Still, this was the first clue I had that Grandpa hadn’t originated in Montgomery County, but four counties to the north, in the heart of what had been the Great Black Swamp. By now, I had already lived a couple of years in another corner of the swamp’s former expanse – some of America’s richest farmland, once it was drained in the late 1800s. Settled nearly three-quarters of a century after the land around Dayton, this was a place long prone to malaria – and then, to an oil boom, like those of Oklahoma and Texas. When Grandpa was born, it was still newly developing country – much of it only a generation or so – rather than long settled.
But how did he begin there? To understand that requires uncovering something of his grandparents, which I explain in depth in earlier posts on this blog.
In brief, the lives of both of my grandpa and grandma’s paternal grandparents would have centered on distinctive religious communities – for the Hodsons, the Quakers, formally known as the Society of Friends as well as just Friends; for the Ehrstines, it was the Dunkers, or German Baptist Brethren, before their branch emerged as the Church of the Brethren. Other strands would include the Brethren Church and the Grace Brethren – but not the Church of the United Brethren in Christ (generally known simply as United Brethren) and the River Brethren, or Brethren in Christ, which also play significant roles in the family history. Again, you’ll find these detailed in earlier posts.
I knew none of this at the time of Grandpa’s funeral. We were simply homogenous Midwesterners, awash in the middle class of America. Only later would I see how the very practice of simplicity and humility was a distinctive tradition now obscured by its very essence. Unconsciously, I was mourning the loss that accompanied their assimilation – the blackout of two legacies of focused living that had spanned nearly two centuries on this continent.

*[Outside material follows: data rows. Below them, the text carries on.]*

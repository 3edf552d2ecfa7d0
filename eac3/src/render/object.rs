use anyhow::Result;
use log::debug;

use crate::render::movement::MovementInterpolator;
use crate::render::source::{ObjectMetadata, StreamDecoder};
use crate::render::vector::Vec3;
use crate::render::{AudioObject, Renderer, deinterleave};
use crate::structs::channel::ReferenceChannel;

/// Renders metadata-driven moving objects from a decoded stream.
///
/// Object positions are evaluated at the first sample of every block.
#[derive(Debug)]
pub struct ObjectRenderer<D, M> {
    decoder: D,
    metadata: M,
    channels: Vec<ReferenceChannel>,
    environment_size: Vec3,
    objects: Vec<AudioObject>,
    interpolators: Vec<MovementInterpolator>,
    channel_buffer: Vec<f32>,
    object_buffer: Vec<f32>,
    position: u64,
}

impl<D: StreamDecoder, M: ObjectMetadata> ObjectRenderer<D, M> {
    pub fn new(decoder: D, metadata: M, environment_size: Vec3) -> Self {
        let mut renderer = Self {
            channels: decoder.channels(),
            decoder,
            metadata,
            environment_size,
            objects: Vec::new(),
            interpolators: Vec::new(),
            channel_buffer: Vec::new(),
            object_buffer: Vec::new(),
            position: 0,
        };

        renderer.refresh_objects();
        renderer
    }

    /// Samples rendered so far.
    pub fn position(&self) -> u64 {
        self.position
    }

    pub fn metadata(&self) -> &M {
        &self.metadata
    }

    /// Matches the object set to the metadata and moves every object to its
    /// position, gain and size at the current playback position.
    fn refresh_objects(&mut self) {
        let count = self.metadata.object_count();
        if count != self.objects.len() {
            debug!("Object count changed from {} to {count}", self.objects.len());
            self.objects.resize_with(count, AudioObject::default);
            self.interpolators.resize_with(count, MovementInterpolator::default);
        }

        let lfe = self.metadata.lfe_index();
        for (n, (object, interpolator)) in self
            .objects
            .iter_mut()
            .zip(&mut self.interpolators)
            .enumerate()
        {
            object.lfe = lfe == Some(n);
            if let Some(state) = interpolator.state(self.metadata.timeframes(n), self.position) {
                object.position = state.position.scale(self.environment_size);
                object.gain = state.gain;
                object.size = state.size;
            }
        }
    }
}

impl<D: StreamDecoder, M: ObjectMetadata> Renderer for ObjectRenderer<D, M> {
    fn channel_count(&self) -> usize {
        self.channels.len()
    }

    fn channels(&self) -> &[ReferenceChannel] {
        &self.channels
    }

    fn objects(&self) -> &[AudioObject] {
        &self.objects
    }

    fn update(&mut self, samples: usize) -> Result<()> {
        self.metadata.poll(self.position)?;
        self.refresh_objects();

        let channel_count = self.channels.len();
        self.channel_buffer.clear();
        self.channel_buffer.resize(samples * channel_count, 0.0);
        self.decoder.decode_block(&mut self.channel_buffer, 0, samples)?;

        let object_count = self.objects.len();
        self.object_buffer.clear();
        self.object_buffer.resize(samples * object_count, 0.0);
        self.metadata.apply(
            &self.channel_buffer,
            channel_count,
            &mut self.object_buffer,
            object_count,
        )?;

        deinterleave(&self.object_buffer, samples, &mut self.objects);
        self.position += samples as u64;

        Ok(())
    }
}

#[cfg(test)]
mod tests {
    use super::*;
    use crate::render::movement::MovementTimeframe;
    use crate::render::source::{PcmStream, StaticObjects};
    use crate::structs::oamd::{OamdTimeline, TEST_DATA, single_object_payload};

    /// One object sweeping from left to right over the first 100 samples.
    #[derive(Debug)]
    struct Sweep {
        frames: Vec<MovementTimeframe>,
        polls: Vec<u64>,
    }

    impl ObjectMetadata for Sweep {
        fn object_count(&self) -> usize {
            1
        }

        fn lfe_index(&self) -> Option<usize> {
            None
        }

        fn timeframes(&self, _object: usize) -> &[MovementTimeframe] {
            &self.frames
        }

        fn poll(&mut self, position: u64) -> Result<()> {
            self.polls.push(position);
            Ok(())
        }
    }

    fn mono(samples: usize) -> PcmStream {
        PcmStream::new(vec![0.5; samples], vec![ReferenceChannel::FrontCenter], 48000)
    }

    #[test]
    fn positions_follow_keyframes() -> Result<()> {
        let sweep = Sweep {
            frames: vec![
                MovementTimeframe {
                    offset: 0,
                    fade: 0,
                    position: Vec3::new(-1.0, 0.0, 0.0),
                    ..Default::default()
                },
                MovementTimeframe {
                    offset: 100,
                    fade: 100,
                    position: Vec3::new(1.0, 0.0, 0.0),
                    ..Default::default()
                },
            ],
            polls: Vec::new(),
        };
        let mut renderer = ObjectRenderer::new(mono(200), sweep, Vec3::new(2.0, 1.0, 1.0));

        // Initial position is known before the first block
        assert_eq!(renderer.objects()[0].position, Vec3::new(-2.0, 0.0, 0.0));

        renderer.update(50)?;
        assert_eq!(renderer.objects()[0].position, Vec3::new(-2.0, 0.0, 0.0));
        assert_eq!(renderer.objects()[0].samples.len(), 50);

        renderer.update(50)?;
        assert_eq!(renderer.objects()[0].position, Vec3::ZERO);

        renderer.update(50)?;
        assert_eq!(renderer.objects()[0].position, Vec3::new(2.0, 0.0, 0.0));

        assert_eq!(renderer.metadata().polls, [0, 50, 100]);
        assert_eq!(renderer.position(), 150);

        Ok(())
    }

    #[test]
    fn static_objects_carry_lfe_flag() -> Result<()> {
        let stream = PcmStream::new(
            vec![1.0, 0.25],
            vec![ReferenceChannel::FrontLeft, ReferenceChannel::ScreenLFE],
            48000,
        );
        let metadata = StaticObjects::from_channels(&stream.channels());
        let mut renderer = ObjectRenderer::new(stream, metadata, Vec3::ONE);
        renderer.update(1)?;

        let objects = renderer.objects();
        assert!(!objects[0].lfe);
        assert!(objects[1].lfe);
        assert_eq!(objects[1].samples, [0.25]);
        assert_eq!(objects[0].position, Vec3::new(-1.0, 0.0, 1.0));

        Ok(())
    }

    #[test]
    fn object_stream_wider_than_decoder_fails() -> Result<()> {
        let mut timeline = OamdTimeline::default();
        timeline.push(TEST_DATA, 0)?;

        let mut renderer = ObjectRenderer::new(mono(16), timeline, Vec3::ONE);
        assert_eq!(renderer.objects().len(), 16);
        assert!(renderer.update(4).is_err());

        Ok(())
    }

    #[test]
    fn empty_metadata_renders_nothing() -> Result<()> {
        let mut renderer = ObjectRenderer::new(mono(16), StaticObjects::default(), Vec3::ONE);
        renderer.update(8)?;
        assert!(renderer.objects().is_empty());

        Ok(())
    }

    #[test]
    fn oamd_objects_move_between_payloads() -> Result<()> {
        let mut timeline = OamdTimeline::default();
        timeline.push(&single_object_payload(0, 0, 0)?, 0)?;
        timeline.push(&single_object_payload(0, 62, 0)?, 1536)?;

        let mut renderer = ObjectRenderer::new(mono(3072), timeline, Vec3::new(2.0, 1.0, 1.0));
        assert_eq!(renderer.objects()[0].position, Vec3::new(-2.0, 1.0, 1.0));

        // The second ramp runs from 1104 to 1616
        renderer.update(1360)?;
        assert_eq!(renderer.objects()[0].position, Vec3::new(-2.0, 1.0, 1.0));
        assert_eq!(renderer.objects()[0].samples.len(), 1360);

        renderer.update(256)?;
        assert_eq!(renderer.objects()[0].position, Vec3::new(0.0, 1.0, 1.0));

        renderer.update(256)?;
        assert_eq!(renderer.objects()[0].position, Vec3::new(2.0, 1.0, 1.0));
        assert_eq!(renderer.objects()[0].gain, 1.0);

        Ok(())
    }

    #[test]
    fn oamd_gain_and_size_reach_objects() -> Result<()> {
        let mut timeline = OamdTimeline::default();
        timeline.push(&single_object_payload(1, 31, 0)?, 0)?;
        let mut renderer = ObjectRenderer::new(mono(8), timeline, Vec3::ONE);
        renderer.update(4)?;
        assert_eq!(renderer.objects()[0].gain, 0.0);

        let mut timeline = OamdTimeline::default();
        timeline.push(&single_object_payload(0, 31, 31)?, 0)?;
        let mut renderer = ObjectRenderer::new(mono(8), timeline, Vec3::ONE);
        renderer.update(4)?;
        assert_eq!(renderer.objects()[0].gain, 1.0);
        assert_eq!(renderer.objects()[0].size, 1.0);

        Ok(())
    }
}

Even before Grandpa’s funeral, the large family Bible – later re-enforced by Grandma’s notes – had provided a few more clues about the Hodsons. Grandpa’s parents were Joshua and Alice McSherry Hodson, and Joshua was the son of Pleasant and Eunice Osban Hodson. But that was as far as it went, and there were no locations – no hint, especially, of the Tar Heel generations.
Alice, meanwhile, was Joshua’s second wife. His first, Josephine Jones Hodson, had died of complications after the birth of their second son, Kyle. Only their first son, Samuel, survived.